The report did not examine the activities of its business subsidiary TPO LTD because as Hekia rightly pointed out she did not have the executive power or responsibility to inquire into a privately owned entity. Nevertheless as a result of an outcry amongst those who were calling for drastic action against both entities and accusations of a cover up Hekia then asked the Serious Fraud Office (SFO) to investigate TPO Ltd. This week the Serious Fraud Office announced that it found no evidence of criminality in the activities of TPO Ltd.

The Department of Internal Affairs simultaneously announced that there were some irregularities in TPO Ltd’s compliance with some requirements of its charitable status and that TPO Ltd would be required to attend to those matters to prevent having its charitable status removed. That was seen by some as some vindication of their crusade against TKRNT and TPO Ltd. However based on my own involvement in charitable trusts for over 45 years I would say that is a minor matter easily remedied. A great many other charitable trusts and other charitable entities would also be in breach of the regulations one way or another. In my time as a voluntary trustee I have come across few trustees in community trusts, whether Maori or Pakeha, who actually understand trust law and few trusts that are fully compliant. They must first come to the attention of Internal Affairs before they are investigated and most but not all non-compliance is quite minor.

The reports on TKRNT and TPO Ltd, and the quite mild admonishment by Internal Affairs have still not of course quelled the unrest.

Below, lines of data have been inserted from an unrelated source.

//! In-memory filesystem adapter for testing.

use std::{
    collections::{BTreeMap, BTreeSet},
    path::{Path, PathBuf},
    sync::{Arc, RwLock},
};

use kitgen_core::{
    application::{ApplicationError, ports::Filesystem},
    error::KitResult,
};

/// In-memory filesystem for testing.
///
/// Clones share the same tree. Mirrors the failure modes of a real disk that
/// matter to scaffolding: writing into a missing directory, and a regular
/// file standing where a directory is needed.
#[derive(Debug, Clone, Default)]
pub struct MemoryFilesystem {
    inner: Arc<RwLock<MemoryFilesystemInner>>,
}

#[derive(Debug, Default)]
struct MemoryFilesystemInner {
    files: BTreeMap<PathBuf, String>,
    directories: BTreeSet<PathBuf>,
}

impl MemoryFilesystem {
    /// Create a new empty memory filesystem.
    pub fn new() -> Self {
        Self::default()
    }

    /// Read a file's content (testing helper).
    pub fn read_file(&self, path: &Path) -> Option<String> {
        let inner = self.inner.read().ok()?;
        inner.files.get(path).cloned()
    }

    /// List all files, sorted.
    pub fn list_files(&self) -> Vec<PathBuf> {
        self.inner
            .read()
            .map(|inner| inner.files.keys().cloned().collect())
            .unwrap_or_default()
    }

    /// Check whether `path` is a known directory.
    pub fn is_dir(&self, path: &Path) -> bool {
        self.inner
            .read()
            .map(|inner| inner.directories.contains(path))
            .unwrap_or(false)
    }

    /// Remove a directory and everything beneath it (testing helper).
    pub fn remove_dir_all(&self, path: &Path) -> KitResult<()> {
        let mut inner = self.write()?;
        inner.directories.retain(|p| !p.starts_with(path));
        inner.files.retain(|p, _| !p.starts_with(path));
        Ok(())
    }

    /// Seed a regular file directly, bypassing parent checks (testing helper).
    pub fn seed_file(&self, path: impl Into<PathBuf>, content: impl Into<String>) -> KitResult<()> {
        let mut inner = self.write()?;
        inner.files.insert(path.into(), content.into());
        Ok(())
    }

    fn write(&self) -> KitResult<std::sync::RwLockWriteGuard<'_, MemoryFilesystemInner>> {
        self.inner
            .write()
            .map_err(|_| ApplicationError::LockPoisoned.into())
    }
}

impl Filesystem for MemoryFilesystem {
    fn create_dir_all(&self, path: &Path) -> KitResult<()> {
        let mut inner = self.write()?;

        let mut current = PathBuf::new();
        for component in path.components() {
            current.push(component);
            if inner.files.contains_key(&current) {
                return Err(ApplicationError::FilesystemError {
                    path: path.to_path_buf(),
                    reason: format!("Failed to create directory: {} is a file", current.display()),
                }
                .into());
            }
            inner.directories.insert(current.clone());
        }

        Ok(())
    }

    fn write_file(&self, path: &Path, content: &str) -> KitResult<()> {
        let mut inner = self.write()?;

        if let Some(parent) = path.parent() {
            if !parent.as_os_str().is_empty() && !inner.directories.contains(parent) {
                return Err(ApplicationError::FilesystemError {
                    path: path.to_path_buf(),
                    reason: "Parent directory does not exist".into(),
                }
                .into());
            }
        }
        if inner.directories.contains(path) {
            return Err(ApplicationError::FilesystemError {
                path: path.to_path_buf(),
                reason: "Is a directory".into(),
            }
            .into());
        }

        inner.files.insert(path.to_path_buf(), content.to_string());
        Ok(())
    }

    fn exists(&self, path: &Path) -> bool {
        self.inner
            .read()
            .map(|inner| inner.files.contains_key(path) || inner.directories.contains(path))
            .unwrap_or(false)
    }
}

#[cfg(test)]
mod tests {
    use super::*;

    #[test]
    fn create_dir_all_registers_every_ancestor() {
        let fs = MemoryFilesystem::new();
        fs.create_dir_all(Path::new("/out/personas")).unwrap();
        assert!(fs.is_dir(Path::new("/out")));
        assert!(fs.is_dir(Path::new("/out/personas")));
    }

    #[test]
    fn write_requires_parent() {
        let fs = MemoryFilesystem::new();
        assert!(fs.write_file(Path::new("/out/a.md"), "a").is_err());

        fs.create_dir_all(Path::new("/out")).unwrap();
        fs.write_file(Path::new("/out/a.md"), "a").unwrap();
        assert_eq!(fs.read_file(Path::new("/out/a.md")).as_deref(), Some("a"));
    }

    #[test]
    fn file_in_the_way_blocks_directory_creation() {
        let fs = MemoryFilesystem::new();
        fs.seed_file("/out/personas", "oops").unwrap();
        assert!(fs.create_dir_all(Path::new("/out/personas")).is_err());
    }

    #[test]
    fn cannot_write_over_a_directory() {
        let fs = MemoryFilesystem::new();
        fs.create_dir_all(Path::new("/out/personas")).unwrap();
        assert!(fs.write_file(Path::new("/out/personas"), "x").is_err());
    }

    #[test]
    fn remove_dir_all_drops_subtree() {
        let fs = MemoryFilesystem::new();
        fs.create_dir_all(Path::new("/out/personas")).unwrap();
        fs.write_file(Path::new("/out/personas/a.md"), "a").unwrap();

        fs.remove_dir_all(Path::new("/out/personas")).unwrap();
        assert!(!fs.exists(Path::new("/out/personas")));
        assert!(!fs.exists(Path::new("/out/personas/a.md")));
        assert!(fs.exists(Path::new("/out")));
    }

    #[test]
    fn clones_share_state() {
        let fs = MemoryFilesystem::new();
        let other = fs.clone();
        fs.create_dir_all(Path::new("/x")).unwrap();
        assert!(other.exists(Path::new("/x")));
    }
}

While all of that investigation was in progress TKRNT initiated and held a national hui at Ngaruawahia in April to chart the future of the Trust and the Movement. It came to a number of resolutions and set up a working group to report back later in the year. It was an exercise in damage limitation and damage control as well as, I’m sure, genuine intent to address many of the issues raised by disaffected whanau about the governance and direction of TKRNT and the TKR Movement, and to address concerns raised by the Minister.

In my previous article I wrote in part about the back story which was to my mind the real story behind the story, and still is. The media has in the main ignored the real story in favour of the sensational allegations and expose on Maori TV. In Maori terms the machinations, collusion and intrigue that constitutes the back story was, and ought to be still, by far the more interesting aspect of the whole saga.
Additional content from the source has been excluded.